Il serait donc très difficile de trouver dans la littérature qui relève directement de l’imagination de nombreux exemples de la tentative qu’a osée M. Feuillet, c’est-à-dire chercher à intéresser à un héros qui pèche simplement par le mauvais choix de son principe de conduite et d’action; je crois vraiment que sous ce rapport M. de Camors est unique dans le roman. Pour ma part, j’ai beau fouiller dans ma mémoire, il me faut remonter jusqu’aux souvenirs des lectures de mon adolescence pour rencontrer une impression qui ait quelque analogie avec celle que m’a laissée M. de Camors, Le seul récit qui, à ma connaissance, soit fondé aussi résolument sur la donnée que M. Feuillet a adoptée pour M. de Camors est un épisode d’un des meilleurs livres de morale qui existent, le Fou de qualité, livre écrit au dernier siècle par un Irlandais, Henri Brooke; l’épisode s’appelle Clément ou l’homme de lettres. Certes il y a bien loin du brillant dandy Camors au pauvre folliculaire Clément; mais ils se ressemblent en ce sens que leurs inénarrables malheurs à l’un et à l’autre proviennent d’un faux point de départ. Que l’on ne s’étonne pas de me voir citer un livre de morale. Si la pensée qui a donné naissance à M. de Camors se rencontre rarement dans les domaines de l’imagination, elle se rencontre habituellement au contraire dans les livres qui, se proposant franchement la morale pour but, abondent en récits anecdotiques dont tout l’intérêt repose sur les dangers que peut faire courir à l’homme l’adoption imprudente de telle ou telle doctrine politique, de telle ou telle philosophie.
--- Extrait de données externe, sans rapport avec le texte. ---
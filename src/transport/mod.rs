//! Transport module - the capability boundary to the wireless stack.
//!
//! The core never talks to a radio directly. A [`Transport`] provides device
//! selection, connection, GATT discovery, reads, notifications and the two
//! write flavours:
//!
//! - [`Transport::write_with_response`] returns once the peripheral acknowledged
//! - [`Transport::write_without_response`] returns once the write is queued
//!
//! Notifications and disconnects are delivered over channels so the client can
//! consume them from dedicated tasks in arrival order.
//!
//! [`MemoryTransport`] is an in-process peripheral for tests and demos.

mod memory;

use std::fmt;

use async_trait::async_trait;
use bytes::Bytes;
use tokio::sync::mpsc;
use uuid::Uuid;

use crate::error::Result;

pub use memory::{
    LifecycleStep, MemoryTransport, PeripheralScript, RecordedWrite, SelectionOutcome,
};

/// Ordered stream of notification payloads from one characteristic.
pub type NotificationStream = mpsc::UnboundedReceiver<Bytes>;

/// Fires once when the link drops. The sender must stay alive for as long
/// as the link does.
pub type DisconnectSignal = mpsc::UnboundedReceiver<DisconnectReason>;

/// Why a link went down. The client reacts to every reason the same way.
#[derive(Debug, Clone, Copy, PartialEq, Eq)]
pub enum DisconnectReason {
    /// The host asked for the disconnect.
    Requested,
    /// Supervision timeout, out of range, peripheral reset, ...
    LinkLost,
}

/// A selected peripheral.
#[derive(Debug, Clone, PartialEq, Eq, Hash)]
pub struct DeviceHandle {
    /// Stack-specific identifier (address or platform id).
    pub id: String,
    /// Advertised name, if any.
    pub name: Option<String>,
}

impl fmt::Display for DeviceHandle {
    fn fmt(&self, f: &mut fmt::Formatter<'_>) -> fmt::Result {
        match &self.name {
            Some(name) => write!(f, "{} ({})", name, self.id),
            None => f.write_str(&self.id),
        }
    }
}

/// A discovered primary service.
#[derive(Debug, Clone, Copy, PartialEq, Eq, Hash)]
pub struct ServiceHandle {
    pub uuid: Uuid,
}

/// A discovered characteristic.
#[derive(Debug, Clone, Copy, PartialEq, Eq, Hash)]
pub struct CharacteristicHandle {
    pub service: Uuid,
    pub uuid: Uuid,
}

/// Capabilities required from the underlying wireless stack.
///
/// Implementations hold at most one link at a time; the client never calls
/// `connect` twice without a `disconnect` in between.
#[async_trait]
pub trait Transport: Send + Sync {
    /// Let the user or system pick a peripheral exposing `service`.
    ///
    /// Fails with `NoDeviceSelected` on abort and `TransportUnavailable` when
    /// the radio is off or unsupported.
    async fn request_device(&self, service: Uuid) -> Result<DeviceHandle>;

    /// Register for the link-down signal of `device`. Called before `connect`
    /// so a drop during the attempt is observed.
    fn disconnect_signal(&self, device: &DeviceHandle) -> DisconnectSignal;

    /// Open the link. Fails with `ConnectFailed`.
    async fn connect(&self, device: &DeviceHandle) -> Result<()>;

    /// Find a primary service. Fails with `DiscoveryFailed`.
    async fn discover_service(&self, uuid: Uuid) -> Result<ServiceHandle>;

    /// Find a characteristic of `service`. Fails with `DiscoveryFailed`.
    async fn discover_characteristic(
        &self,
        service: &ServiceHandle,
        uuid: Uuid,
    ) -> Result<CharacteristicHandle>;

    /// Read a characteristic value. Fails with `VersionReadFailed` for the
    /// version characteristic.
    async fn read(&self, characteristic: &CharacteristicHandle) -> Result<Vec<u8>>;

    /// Enable notifications. Fails with `SubscribeFailed`.
    async fn subscribe(&self, characteristic: &CharacteristicHandle) -> Result<NotificationStream>;

    /// Write and wait for the peripheral's acknowledgement.
    async fn write_with_response(
        &self,
        characteristic: &CharacteristicHandle,
        data: &[u8],
    ) -> Result<()>;

    /// Queue a write with no delivery guarantee.
    async fn write_without_response(
        &self,
        characteristic: &CharacteristicHandle,
        data: &[u8],
    ) -> Result<()>;

    /// Close the link. Raises the disconnect signal.
    async fn disconnect(&self) -> Result<()>;
}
Si donc nous partons de ce principe que dans le monde de la poésie tout coupable, pour être sympathique, doit être victime d’une force plus puissante que lui, — instinct, vice originel, disproportion entre les aspirations de l’âme et ses moyens, — nous serons obligés de conclure que M. Feuillet, pour exciter l’intérêt des lecteurs autour d’un héros de roman qui ne peut pas être sympathique, a dû accomplir un véritable tour de force littéraire. Eh bien ! ce tour de force, il l’a accompli; aussi n’a-t-il jamais, à notre avis, donné une preuve plus irrécusable de talent.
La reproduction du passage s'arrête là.